* [Your task] From the entries below, transcribe exactly the lines between the line holding "The title is" and the line holding "fn eq(&self, other: &Self)", inclusive; skip all other lines.

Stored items
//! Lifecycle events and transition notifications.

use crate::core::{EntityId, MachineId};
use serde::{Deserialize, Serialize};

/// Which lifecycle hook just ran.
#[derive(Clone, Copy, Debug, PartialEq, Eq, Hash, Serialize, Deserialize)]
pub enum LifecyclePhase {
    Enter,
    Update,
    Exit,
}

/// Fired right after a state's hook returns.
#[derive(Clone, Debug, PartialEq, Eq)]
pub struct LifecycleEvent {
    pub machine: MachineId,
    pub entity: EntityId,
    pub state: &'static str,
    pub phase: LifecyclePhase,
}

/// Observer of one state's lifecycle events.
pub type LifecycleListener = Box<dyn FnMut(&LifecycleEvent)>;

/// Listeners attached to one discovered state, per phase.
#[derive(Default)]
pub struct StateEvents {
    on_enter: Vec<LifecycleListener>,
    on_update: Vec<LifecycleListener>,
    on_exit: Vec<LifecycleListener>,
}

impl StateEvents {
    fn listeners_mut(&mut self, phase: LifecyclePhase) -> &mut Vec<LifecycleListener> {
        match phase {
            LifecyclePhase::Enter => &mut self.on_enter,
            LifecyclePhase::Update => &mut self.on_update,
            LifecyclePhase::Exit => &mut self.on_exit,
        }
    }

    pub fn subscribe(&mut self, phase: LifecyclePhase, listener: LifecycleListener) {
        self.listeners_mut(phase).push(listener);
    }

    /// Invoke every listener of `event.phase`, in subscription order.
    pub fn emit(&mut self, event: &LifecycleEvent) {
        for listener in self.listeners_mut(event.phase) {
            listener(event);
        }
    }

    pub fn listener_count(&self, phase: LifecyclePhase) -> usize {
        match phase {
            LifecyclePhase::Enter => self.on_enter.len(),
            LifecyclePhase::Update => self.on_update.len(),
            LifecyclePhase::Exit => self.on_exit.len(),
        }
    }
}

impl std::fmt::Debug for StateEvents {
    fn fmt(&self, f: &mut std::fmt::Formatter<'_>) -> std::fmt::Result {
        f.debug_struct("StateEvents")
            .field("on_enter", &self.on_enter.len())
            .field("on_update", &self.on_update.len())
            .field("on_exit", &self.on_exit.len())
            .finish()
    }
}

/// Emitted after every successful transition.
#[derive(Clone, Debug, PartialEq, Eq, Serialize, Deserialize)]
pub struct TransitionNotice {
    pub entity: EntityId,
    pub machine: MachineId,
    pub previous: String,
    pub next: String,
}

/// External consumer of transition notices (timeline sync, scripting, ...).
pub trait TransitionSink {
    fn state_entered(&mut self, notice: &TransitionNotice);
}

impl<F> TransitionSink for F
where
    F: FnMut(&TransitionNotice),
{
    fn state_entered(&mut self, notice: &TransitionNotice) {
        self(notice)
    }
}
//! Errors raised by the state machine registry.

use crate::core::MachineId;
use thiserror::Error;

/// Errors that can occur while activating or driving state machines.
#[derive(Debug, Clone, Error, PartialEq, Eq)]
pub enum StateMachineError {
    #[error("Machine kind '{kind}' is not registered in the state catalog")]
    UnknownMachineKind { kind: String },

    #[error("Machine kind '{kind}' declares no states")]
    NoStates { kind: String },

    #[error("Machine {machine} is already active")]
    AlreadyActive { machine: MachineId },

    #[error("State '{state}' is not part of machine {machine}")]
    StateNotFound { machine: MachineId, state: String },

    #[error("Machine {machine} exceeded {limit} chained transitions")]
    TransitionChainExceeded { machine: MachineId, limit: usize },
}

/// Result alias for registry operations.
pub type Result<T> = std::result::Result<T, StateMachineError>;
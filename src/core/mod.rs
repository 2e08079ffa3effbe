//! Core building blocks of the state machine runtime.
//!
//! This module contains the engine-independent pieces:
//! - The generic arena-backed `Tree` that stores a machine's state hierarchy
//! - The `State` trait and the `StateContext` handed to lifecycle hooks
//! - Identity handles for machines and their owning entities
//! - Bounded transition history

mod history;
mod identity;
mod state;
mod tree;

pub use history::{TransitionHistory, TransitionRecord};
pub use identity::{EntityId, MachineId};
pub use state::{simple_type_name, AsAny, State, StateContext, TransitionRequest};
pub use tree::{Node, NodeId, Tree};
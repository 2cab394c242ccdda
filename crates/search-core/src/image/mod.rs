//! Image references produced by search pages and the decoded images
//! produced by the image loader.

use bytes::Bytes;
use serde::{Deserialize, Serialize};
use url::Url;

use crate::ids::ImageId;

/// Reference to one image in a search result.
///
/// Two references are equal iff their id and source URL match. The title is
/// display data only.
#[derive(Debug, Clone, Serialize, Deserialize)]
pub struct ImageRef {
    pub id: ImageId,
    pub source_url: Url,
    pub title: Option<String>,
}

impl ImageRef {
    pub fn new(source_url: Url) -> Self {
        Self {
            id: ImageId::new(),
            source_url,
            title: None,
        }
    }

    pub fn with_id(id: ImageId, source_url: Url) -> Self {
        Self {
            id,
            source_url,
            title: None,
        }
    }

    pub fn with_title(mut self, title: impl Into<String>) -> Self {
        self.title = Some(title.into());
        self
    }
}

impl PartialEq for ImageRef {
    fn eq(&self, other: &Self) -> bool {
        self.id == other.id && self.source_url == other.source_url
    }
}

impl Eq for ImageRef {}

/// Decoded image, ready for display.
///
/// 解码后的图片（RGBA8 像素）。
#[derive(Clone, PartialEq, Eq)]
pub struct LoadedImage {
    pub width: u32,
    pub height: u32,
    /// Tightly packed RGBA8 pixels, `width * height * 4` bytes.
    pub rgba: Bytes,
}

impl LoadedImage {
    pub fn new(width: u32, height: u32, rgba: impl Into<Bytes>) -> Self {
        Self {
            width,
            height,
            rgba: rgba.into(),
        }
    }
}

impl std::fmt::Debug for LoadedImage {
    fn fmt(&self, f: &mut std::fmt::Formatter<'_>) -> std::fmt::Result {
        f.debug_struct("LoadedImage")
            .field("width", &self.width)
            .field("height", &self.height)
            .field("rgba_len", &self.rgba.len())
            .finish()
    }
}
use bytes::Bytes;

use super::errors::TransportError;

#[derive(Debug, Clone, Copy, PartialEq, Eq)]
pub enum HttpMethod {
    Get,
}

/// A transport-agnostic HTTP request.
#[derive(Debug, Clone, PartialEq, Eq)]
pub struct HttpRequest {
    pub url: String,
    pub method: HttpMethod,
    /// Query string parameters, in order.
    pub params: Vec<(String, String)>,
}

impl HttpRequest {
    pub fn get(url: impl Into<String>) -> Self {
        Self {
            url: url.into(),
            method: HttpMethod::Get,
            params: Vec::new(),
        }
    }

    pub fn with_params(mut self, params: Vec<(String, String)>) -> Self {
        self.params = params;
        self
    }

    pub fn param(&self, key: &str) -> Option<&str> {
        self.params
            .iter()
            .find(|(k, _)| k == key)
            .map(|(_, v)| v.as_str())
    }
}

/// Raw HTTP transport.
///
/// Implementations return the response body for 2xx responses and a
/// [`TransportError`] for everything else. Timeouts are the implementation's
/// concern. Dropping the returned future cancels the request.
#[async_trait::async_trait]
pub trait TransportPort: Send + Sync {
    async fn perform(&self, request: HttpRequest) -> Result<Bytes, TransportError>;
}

* [Finished exercise]
/// Two references are equal iff their id and source URL match. The title is
/// display data only.
#[derive(Debug, Clone, Serialize, Deserialize)]
pub struct ImageRef {
    pub id: ImageId,
    pub source_url: Url,
    pub title: Option<String>,
}

impl ImageRef {
    pub fn new(source_url: Url) -> Self {
        Self {
            id: ImageId::new(),
            source_url,
            title: None,
        }
    }

    pub fn with_id(id: ImageId, source_url: Url) -> Self {
        Self {
            id,
            source_url,
            title: None,
        }
    }

    pub fn with_title(mut self, title: impl Into<String>) -> Self {
        self.title = Some(title.into());
        self
    }
}

impl PartialEq for ImageRef {
    fn eq(&self, other: &Self) -> bool {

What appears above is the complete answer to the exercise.